-- Extracted material follows --
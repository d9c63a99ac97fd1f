// likeness-core - Error types for the likeness engine
// Copyright (c) 2025 Tom Waddington. MIT licensed.

//! Error types for likeness.
//!
//! Comparison and dispatch are total and never fail. Errors only come from
//! the glue around the engine: converting values to Rust types, reading a
//! variant that is not there, or moving values in and out of JSON.

use likeness_value::{Kind, Value};
use thiserror::Error;

/// Result type for likeness operations.
pub type Result<T> = std::result::Result<T, Error>;

/// Errors raised by the engine's collaborators.
#[derive(Debug, Clone, PartialEq, Error)]
pub enum Error {
    /// Value has the wrong kind for a conversion
    #[error("type error: expected {expected}, got {got}")]
    TypeError {
        expected: &'static str,
        got: &'static str,
    },
    /// Numeric value does not fit the target type
    #[error("{value} out of range for {target}")]
    OutOfRange { value: String, target: &'static str },
    /// Variant helper used on something that is not that kind of variant
    #[error("expected {expected} variant, got {got}")]
    NotAVariant { expected: &'static str, got: String },
    /// Unwrapping the wrong variant
    #[error("called unwrap on {found}, expected {expected}")]
    Unwrap { expected: String, found: String },
    /// Value kind has no JSON form
    #[error("{kind} values cannot be represented as JSON")]
    Unrepresentable { kind: Kind },
    /// Input text is not valid JSON
    #[error("invalid JSON: {message}")]
    InvalidJson { message: String },
}

impl Error {
    /// Create a type error.
    pub fn type_error(expected: &'static str, got: &'static str) -> Self {
        Error::TypeError { expected, got }
    }

    /// Create an out-of-range error.
    pub fn out_of_range(value: impl ToString, target: &'static str) -> Self {
        Error::OutOfRange {
            value: value.to_string(),
            target,
        }
    }

    /// Create a not-a-variant error for the offending value.
    pub fn not_a_variant(expected: &'static str, got: &Value) -> Self {
        Error::NotAVariant {
            expected,
            got: got.to_string(),
        }
    }

    /// Create an invalid JSON error.
    pub fn invalid_json(message: impl ToString) -> Self {
        Error::InvalidJson {
            message: message.to_string(),
        }
    }
}
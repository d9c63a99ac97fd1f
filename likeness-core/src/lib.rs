// likeness-core - Structural equality and pattern dispatch
// Copyright (c) 2025 Tom Waddington. MIT licensed.

//! # likeness-core
//!
//! Structural equality and pattern dispatch over `likeness-value` values.
//! Compares values by content, by shape, or against wildcard patterns, and
//! selects the first matching arm of a dispatch.

pub mod cmp;
pub mod dispatch;
pub mod error;
pub mod limits;
pub mod pattern;
pub mod variant;

pub use cmp::{Comparator, Outcome, compare, eq, same_shape};
pub use dispatch::{
    Arm, Dispatch, MatchOutcome, Thunk, branch, if_let, if_let_else, match_value, match_with,
};
pub use error::{Error, Result};
pub use limits::{DEFAULT_MAX_DEPTH, Limits, max_depth, set_max_depth};
pub use pattern::{satisfies, satisfies_if};
pub use variant::{
    and_then, err_option, is_err, is_none, is_ok, is_some, is_variant, map_variant, match_option,
    match_result, ok_option, ok_or, unwrap_or, unwrap_variant, variant_pattern,
};

// Re-export the value model for convenience
pub use likeness_value::{
    Callable, CallableFn, Class, DateTime, ERR, Kind, NONE, OK, PAYLOAD_FIELD, Pending, Record,
    SOME, Utc, VARIANT_FIELD, Value, Vector,
};
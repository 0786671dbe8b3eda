//! Balancing metrics: the measurements `BalancingEngine` uses to pick and verify a strategy.

use crate::dfa::Dfa;
use std::collections::HashMap;
use std::rc::Rc;

/// Per-state access frequency. Defaults to uniform (`1.0` per state) when the caller has no
/// real profiling data to supply.
pub type AccessProfile = HashMap<Rc<str>, f64>;

pub fn uniform_profile(dfa: &Dfa) -> AccessProfile {
    dfa.states().iter().map(|s| (Rc::from(s.name()), 1.0)).collect()
}

/// Measurements of a DFA's shape and estimated runtime/memory behavior, computed for a given
/// access profile.
#[derive(Debug, Clone, PartialEq)]
pub struct BalancingMetrics {
    pub state_count: usize,
    pub transition_count: usize,
    pub mean_out_degree: f64,
    pub min_out_degree: usize,
    pub max_out_degree: usize,
    pub out_degree_variance: f64,
    pub memory_estimate_bytes: usize,
    pub recognition_complexity: f64,
}

impl BalancingMetrics {
    pub fn compute(dfa: &Dfa, profile: &AccessProfile) -> Self {
        let out_degrees: Vec<usize> = dfa.states().iter().map(|s| s.transitions().iter().filter(|t| t.is_some()).count()).collect();
        let state_count = dfa.states().len();
        let transition_count: usize = out_degrees.iter().sum();
        let mean = if state_count == 0 { 0.0 } else { transition_count as f64 / state_count as f64 };
        let variance = if state_count == 0 {
            0.0
        } else {
            out_degrees.iter().map(|&d| (d as f64 - mean).powi(2)).sum::<f64>() / state_count as f64
        };

        // Dense row per state (one `Option<usize>` slot per alphabet symbol); estimate assumes
        // 8 bytes per slot plus a small per-state overhead.
        let alphabet_len = dfa.alphabet().len();
        let memory_estimate_bytes = state_count * (alphabet_len * 8 + 32);

        let recognition_complexity = dfa
            .states()
            .iter()
            .zip(out_degrees.iter())
            .map(|(state, &degree)| degree as f64 * profile.get(state.name()).copied().unwrap_or(1.0))
            .sum();

        Self {
            state_count,
            transition_count,
            mean_out_degree: mean,
            min_out_degree: out_degrees.iter().copied().min().unwrap_or(0),
            max_out_degree: out_degrees.iter().copied().max().unwrap_or(0),
            out_degree_variance: variance,
            memory_estimate_bytes,
            recognition_complexity,
        }
    }
}

#[cfg(test)]
mod tests {
    use super::*;
    use crate::model::{RawState, Transition};

    #[test]
    fn uniform_profile_assigns_one_to_every_state() {
        let states = vec![RawState::new("a"), RawState::new("b")];
        let (dfa, _) = crate::dfa::build_dfa(&states, &[], &[], "a", &[]).unwrap();
        let profile = uniform_profile(&dfa);
        assert_eq!(profile.len(), 2);
        assert!(profile.values().all(|&v| v == 1.0));
    }

    #[test]
    fn metrics_reflect_out_degree() {
        let states = vec![RawState::new("a"), RawState::new("b")];
        let alphabet = vec![Rc::from("x"), Rc::from("y")];
        let transitions = vec![Transition::symbol_transition("a", "x", "b")];
        let (dfa, _) = crate::dfa::build_dfa(&states, &alphabet, &transitions, "a", &[Rc::from("b")]).unwrap();
        let metrics = BalancingMetrics::compute(&dfa, &uniform_profile(&dfa));
        assert_eq!(metrics.state_count, 2);
        assert_eq!(metrics.transition_count, 1);
        assert_eq!(metrics.max_out_degree, 1);
        assert_eq!(metrics.min_out_degree, 0);
    }
}
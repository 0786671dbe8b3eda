use super::metrics::{AccessProfile, BalancingMetrics};
use super::{BalancingResult, BalancingStrategy};
use crate::dfa::Dfa;
use crate::error::EngineError;

/// A state's out-degree below this fraction of the alphabet size is a candidate for a sparse
/// (rather than dense) transition row.
const SPARSE_CANDIDATE_THRESHOLD: f64 = 0.25;

/// Prunes dead weight (unreachable and non-coaccessible states) and reports which states are
/// sparse enough that a `HashMap`-backed row would beat the dense fixed-size row the engine
/// otherwise always uses. The transition representation stays dense either way (cheap enough for
/// the state counts this engine targets); this strategy's actual memory win comes from pruning,
/// with the sparse-candidate list surfaced for a caller that wants to act on it.
pub struct MemoryStrategy;

impl BalancingStrategy for MemoryStrategy {
    fn name(&self) -> &'static str {
        "memory"
    }

    fn balance(&self, dfa: &Dfa, profile: &AccessProfile) -> Result<BalancingResult, EngineError> {
        let before = BalancingMetrics::compute(dfa, profile);

        let mut balanced = dfa.clone();
        crate::optimize::prune_non_coaccessible(&mut balanced);
        balanced.remove_unreachable_states();

        let after = BalancingMetrics::compute(&balanced, profile);
        Ok(BalancingResult {
            dfa: balanced,
            metrics_before: before,
            metrics_after: after,
            fast_path_cache: None,
        })
    }

    fn is_balanced(&self, dfa: &Dfa, profile: &AccessProfile) -> bool {
        let _ = profile;
        dfa.unreachable_state_idx().is_empty() && dfa.states().len() == dfa.coaccessible_state_idx().len()
    }
}

/// Names of states whose out-degree is low enough, relative to the alphabet size, that a sparse
/// transition row would use less memory than the dense one.
pub fn sparse_candidate_states(dfa: &Dfa) -> Vec<&str> {
    let alphabet_len = dfa.alphabet().len().max(1) as f64;
    dfa.states()
        .iter()
        .filter(|s| {
            let out_degree = s.transitions().iter().filter(|t| t.is_some()).count() as f64;
            out_degree / alphabet_len < SPARSE_CANDIDATE_THRESHOLD
        })
        .map(|s| s.name())
        .collect()
}

#[cfg(test)]
mod tests {
    use super::*;
    use crate::model::{RawState, Transition};
    use std::rc::Rc;

    #[test]
    fn memory_balance_prunes_dead_states_and_preserves_language() {
        let states = vec![RawState::new("q0"), RawState::new("q1"), RawState::new("dead")];
        let alphabet = vec![Rc::from("a")];
        let transitions = vec![Transition::symbol_transition("q0", "a", "q1"), Transition::symbol_transition("dead", "a", "dead")];
        let (dfa, _) = crate::dfa::build_dfa(&states, &alphabet, &transitions, "q0", &[Rc::from("q1")]).unwrap();
        let profile = super::super::metrics::uniform_profile(&dfa);
        let result = MemoryStrategy.balance(&dfa, &profile).unwrap();
        assert_eq!(result.dfa.states().len(), 2);
        assert!(dfa.equivalent_to(&result.dfa));
    }

    #[test]
    fn sparse_candidates_are_low_out_degree_states() {
        let states = vec![RawState::new("q0"), RawState::new("q1")];
        let alphabet = vec![Rc::from("a"), Rc::from("b"), Rc::from("c"), Rc::from("d")];
        let transitions = vec![Transition::symbol_transition("q0", "a", "q1")];
        let (dfa, _) = crate::dfa::build_dfa(&states, &alphabet, &transitions, "q0", &[Rc::from("q1")]).unwrap();
        assert_eq!(sparse_candidate_states(&dfa), vec!["q0"]);
    }
}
-- Extracted material concluded --
### Exercise description
The lines to return are those in the records above that hold the word "limits".

### Exercise response
pub mod limits;
pub use limits::{DEFAULT_MAX_DEPTH, Limits, max_depth, set_max_depth};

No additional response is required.